Temps were in the 60s and humidity was high, but there was a slight breeze. I hoped the overcast skies would hang around, because the sun cooked me last year with the same temperatures.

 

We squeezed into the front of our start corral, because I didn’t want a repeat of the San Antonio weaving.

Cheese!

Leda was going to take it easy with her knee. I wanted to run right under two hours, so my other friend (who’s training for Boston) said she was going to stay with me. I’ve set several PRs in local races trying to catch her, so I didn’t object.

The first few miles went off without a hitch. We settled into a rhythm. Some miles a little bit faster than I thought was ok, but maybe I could hang. My fast friend said she’d pull me up those hills by my braid if she had to, to keep me going. 🙂

The first big climb was in mile 5 when you run up a ramp to get to that darn iconic bridge they keep putting in this race. I don’t like that bridge. I scooted over as far on the inside as I could to make the circular climb, and wondered why so many people were running along the outside edge. It’s just like a track –  you run on the inside lane for the least distance. Especially on a hill. But maybe that’s just me.

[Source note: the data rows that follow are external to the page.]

//! Shell Session
//!
//! Ties together the filesystem, command registry, history and completion
//! into one session object. Every entry point takes the session by
//! reference, so a fresh `Shell` is an isolated fixture.

use std::sync::Arc;

use crate::apt;
use crate::commands::{default_registry, CommandContext, CommandRegistry};
use crate::complete::{self, Completion};
use crate::fs::MemFs;
use crate::history::History;

/// Initial cursor, and the default `cd` target.
pub const HOME: &str = "/home/user";

/// Rendered outcome of one input line.
#[derive(Debug, Clone, PartialEq, Eq)]
pub enum Output {
    /// Normal output block (possibly empty).
    Text(String),
    /// Single-line error, rendered distinguishably from normal output.
    Error(String),
    /// Reset signal for the renderer; produces no text of its own.
    Clear,
    /// Canned lines the renderer plays back one by one.
    Transcript(&'static [&'static str]),
}

/// One interactive session: filesystem, cursor, history, command set.
pub struct Shell {
    fs: Arc<MemFs>,
    cwd: String,
    history: History,
    registry: CommandRegistry,
}

impl Shell {
    /// Start a session over the fixed seed tree with the cursor at home.
    pub fn new() -> Self {
        Self {
            fs: Arc::new(MemFs::seeded()),
            cwd: HOME.to_string(),
            history: History::new(),
            registry: default_registry(),
        }
    }

    pub fn cwd(&self) -> &str {
        &self.cwd
    }

    pub fn prompt(&self) -> String {
        format!("user@web-sim:{}$ ", self.cwd)
    }

    pub fn history(&self) -> &History {
        &self.history
    }

    /// Execute one raw input line against the session.
    pub async fn execute(&mut self, line: &str) -> Output {
        let trimmed = line.trim();
        if trimmed.is_empty() {
            return Output::Text(String::new());
        }

        let mut parts = trimmed.split_whitespace();
        let cmd = parts.next().unwrap_or_default();
        let args: Vec<String> = parts.map(String::from).collect();

        // A pure renderer signal; deliberately kept out of history.
        if cmd == "clear" {
            return Output::Clear;
        }

        self.history.push(trimmed);

        if cmd == "sudo" || cmd == "apt-get" {
            return self.package_manager(cmd, &args);
        }

        if cmd == "cd" {
            return self.change_directory(args.first().map(String::as_str)).await;
        }

        match self.registry.get(cmd) {
            Some(command) => {
                let ctx = CommandContext {
                    args,
                    cwd: self.cwd.clone(),
                    fs: self.fs.clone(),
                };
                let result = command.execute(ctx).await;
                if result.exit_code == 0 {
                    Output::Text(result.stdout)
                } else {
                    Output::Error(result.stderr)
                }
            }
            None => Output::Error(format!("bash: {}: command not found", cmd)),
        }
    }

    async fn change_directory(&mut self, target: Option<&str>) -> Output {
        let target = target.unwrap_or(HOME);
        match self.fs.change_directory(&self.cwd, target).await {
            Ok(new_cwd) => {
                self.cwd = new_cwd;
                Output::Text(String::new())
            }
            Err(_) => Output::Error(format!(
                "bash: cd: {}: No such file or directory in simulation.",
                target
            )),
        }
    }

    /// `sudo` strips itself and re-dispatches; only `apt-get` is honored,
    /// anything else is refused without privilege elevation.
    fn package_manager(&self, cmd: &str, args: &[String]) -> Output {
        let tokens: Vec<&str> = if cmd == "sudo" {
            args.iter().map(String::as_str).collect()
        } else {
            std::iter::once(cmd)
                .chain(args.iter().map(String::as_str))
                .collect()
        };

        match tokens.first() {
            Some(&"apt-get") => match tokens.get(1) {
                Some(action) => match apt::transcript(action) {
                    Some(lines) => Output::Transcript(lines),
                    None => Output::Error(format!("apt-get: unrecognized command '{}'", action)),
                },
                None => Output::Error(
                    "apt-get: Try 'apt-get update/upgrade' for more information.".to_string(),
                ),
            },
            Some(token) => Output::Error(format!("sudo: {}: command not found", token)),
            None => Output::Error("sudo: : command not found".to_string()),
        }
    }

    /// Keyboard entry point: recall the previous history line.
    pub fn history_recall_previous(&mut self) -> Option<&str> {
        self.history.previous()
    }

    /// Keyboard entry point: recall the next history line, or an empty
    /// line when stepping past the newest entry.
    pub fn history_recall_next(&mut self) -> Option<&str> {
        self.history.next()
    }

    /// Keyboard entry point: tab completion over the partial line.
    pub async fn completion_request(&self, partial: &str) -> Completion {
        complete::complete_line(&self.fs, &self.cwd, partial).await
    }

    /// Raw candidate list for the partial line, in source order.
    pub async fn completions(&self, partial: &str) -> Vec<String> {
        complete::completions(&self.fs, &self.cwd, partial).await
    }
}

impl Default for Shell {
    fn default() -> Self {
        Self::new()
    }
}

// ============================================================================
// Tests
// ============================================================================

#[cfg(test)]
mod tests {
    use super::*;

    fn text(s: &str) -> Output {
        Output::Text(s.to_string())
    }

    #[tokio::test]
    async fn test_new_session_starts_at_home() {
        let shell = Shell::new();
        assert_eq!(shell.cwd(), "/home/user");
        assert_eq!(shell.prompt(), "user@web-sim:/home/user$ ");
    }

    #[tokio::test]
    async fn test_blank_line_is_echo_only() {
        let mut shell = Shell::new();
        assert_eq!(shell.execute("   ").await, text(""));
        assert!(shell.history().is_empty());
    }

    #[tokio::test]
    async fn test_pwd_and_echo() {
        let mut shell = Shell::new();
        assert_eq!(shell.execute("pwd").await, text("/home/user"));
        assert_eq!(shell.execute("echo hi there").await, text("hi there"));
    }

    #[tokio::test]
    async fn test_unknown_command() {
        let mut shell = Shell::new();
        assert_eq!(
            shell.execute("fly").await,
            Output::Error("bash: fly: command not found".to_string())
        );
        // Failed commands still land in history.
        assert_eq!(shell.history().len(), 1);
    }

    #[tokio::test]
    async fn test_cd_updates_cursor_and_prompt() {
        let mut shell = Shell::new();
        shell.execute("cd projeler").await;
        assert_eq!(shell.cwd(), "/home/user/projeler");
        shell.execute("cd ..").await;
        assert_eq!(shell.cwd(), "/home/user");
    }

    #[tokio::test]
    async fn test_cd_default_target_is_home() {
        let mut shell = Shell::new();
        shell.execute("cd /").await;
        assert_eq!(shell.cwd(), "/");
        shell.execute("cd").await;
        assert_eq!(shell.cwd(), "/home/user");
    }

    #[tokio::test]
    async fn test_cd_failure_leaves_cursor_unchanged() {
        let mut shell = Shell::new();
        let out = shell.execute("cd README.txt").await;
        assert_eq!(
            out,
            Output::Error(
                "bash: cd: README.txt: No such file or directory in simulation.".to_string()
            )
        );
        assert_eq!(shell.cwd(), "/home/user");

        shell.execute("cd hic_yok").await;
        assert_eq!(shell.cwd(), "/home/user");
    }

    #[tokio::test]
    async fn test_touch_mv_cat_chain() {
        let mut shell = Shell::new();
        shell.execute("touch a").await;
        shell.execute("mv a b").await;
        assert_eq!(shell.execute("cat b").await, text(""));
        let out = shell.execute("cat a").await;
        assert!(matches!(out, Output::Error(_)));
    }

    #[tokio::test]
    async fn test_mkdir_rm_round_trip_via_commands() {
        let mut shell = Shell::new();
        let before = shell.execute("ls").await;
        shell.execute("mkdir gecici").await;
        shell.execute("rm gecici").await;
        assert_eq!(shell.execute("ls").await, before);
    }

    #[tokio::test]
    async fn test_clear_is_signal_and_skips_history() {
        let mut shell = Shell::new();
        shell.execute("pwd").await;
        assert_eq!(shell.execute("clear").await, Output::Clear);
        assert_eq!(shell.history().len(), 1);
    }

    #[tokio::test]
    async fn test_apt_get_transcripts() {
        let mut shell = Shell::new();
        assert_eq!(
            shell.execute("apt-get update").await,
            Output::Transcript(apt::APT_UPDATE)
        );
        assert_eq!(
            shell.execute("sudo apt-get upgrade").await,
            Output::Transcript(apt::APT_UPGRADE)
        );
    }

    #[tokio::test]
    async fn test_apt_get_bad_usage() {
        let mut shell = Shell::new();
        assert_eq!(
            shell.execute("apt-get").await,
            Output::Error("apt-get: Try 'apt-get update/upgrade' for more information.".to_string())
        );
        assert_eq!(
            shell.execute("apt-get install vim").await,
            Output::Error("apt-get: unrecognized command 'install'".to_string())
        );
    }

    #[tokio::test]
    async fn test_sudo_only_honors_apt_get() {
        let mut shell = Shell::new();
        assert_eq!(
            shell.execute("sudo rm -rf /").await,
            Output::Error("sudo: rm: command not found".to_string())
        );
    }

    #[tokio::test]
    async fn test_history_recall_through_shell() {
        let mut shell = Shell::new();
        shell.execute("pwd").await;
        shell.execute("ls").await;
        shell.execute("whoami").await;
        assert_eq!(shell.history_recall_previous(), Some("whoami"));
        assert_eq!(shell.history_recall_previous(), Some("ls"));
        assert_eq!(shell.history_recall_previous(), Some("pwd"));
        assert_eq!(shell.history_recall_next(), Some("ls"));
    }

    #[tokio::test]
    async fn test_completion_request_in_session_directory() {
        let mut shell = Shell::new();
        assert_eq!(shell.completions("cat pr").await, vec!["projeler"]);
        shell.execute("cd belgeler").await;
        assert_eq!(shell.completions("cat no").await, vec!["notlar.txt"]);
    }

    #[tokio::test]
    async fn test_failed_mutation_keeps_tree_usable() {
        let mut shell = Shell::new();
        shell.execute("cp projeler kopya").await;
        let out = shell.execute("ls").await;
        assert_eq!(
            out,
            text("README.txt    projeler/    belgeler/    eski_isim.txt")
        );
    }
}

On the bridge, my friend got some good pictures. It really is pretty once you get past the climb, but oh man…

The Iconic Bridge

I refilled my bottle around the halfway point, adding 1 1/2 tablets of Nuun. So far I was hanging on to a 2 hour pace. Then the hills kicked my butt. On the last steep hill I couldn’t hang with my fast friend, but I kept running. I took my coach’s suggestion that if the weather was too much, slow and just have fun. When I crested the top, she came back to me. “You’re not getting rid of me,” she said. She ran alongside me, chatting and making sure I was good. I took a couple of short walk breaks, mostly to keep from throwing up. I can tell when the heat/humidity has gotten to me when I feel like puking. I also don’t think it’s worth it to puke in a race. That’s not fun to me. So we slowed down and focused on other things. We saw a few runners down surrounded by medical/runners in the last couple of miles, and we would exchange concerned looks. That always gets to me, because I think about them and hope they’re okay. After the race, my friend told us she kept looking back at me to make sure I still had some color in my face.

We made it to the last bridge and began the descent down to the finish. I do love the way they run the course through to finish. Spectators cheering on both sides, a nice downhill, Dallas Cowboys cheerleaders, and then the last turn. I didn’t have any gas left in the tank, but I pushed through and we finished together.

Then I got my chocolate milk!

Side note: Chocolate milk is my number one choice for recovery after a long or hard workout. More on the benefits of chocolate milk for recovery can be found here: https://builtwithchocolatemilk.com/science/workout-recovery

 

Even though I didn’t hit my time goal, I still had lots of fun with my friends. Finish time was 2:06, which was the same as last year. It’s a tough course, but I did feel like a stronger runner this year. I just need to get my body to cooperate in the humidity. The finish on Reunion Lawn is a great place for a post-race party.

So, what is next?

After training for marathons from August through February, then RNR half in March, and a half coming up in two weeks…I’m actually ready to cut back and run some fast races: 5ks, 10ks, even a sprint triathlon. I’m also working on some other things to get ready for fall. I’m not losing sight of my big goals.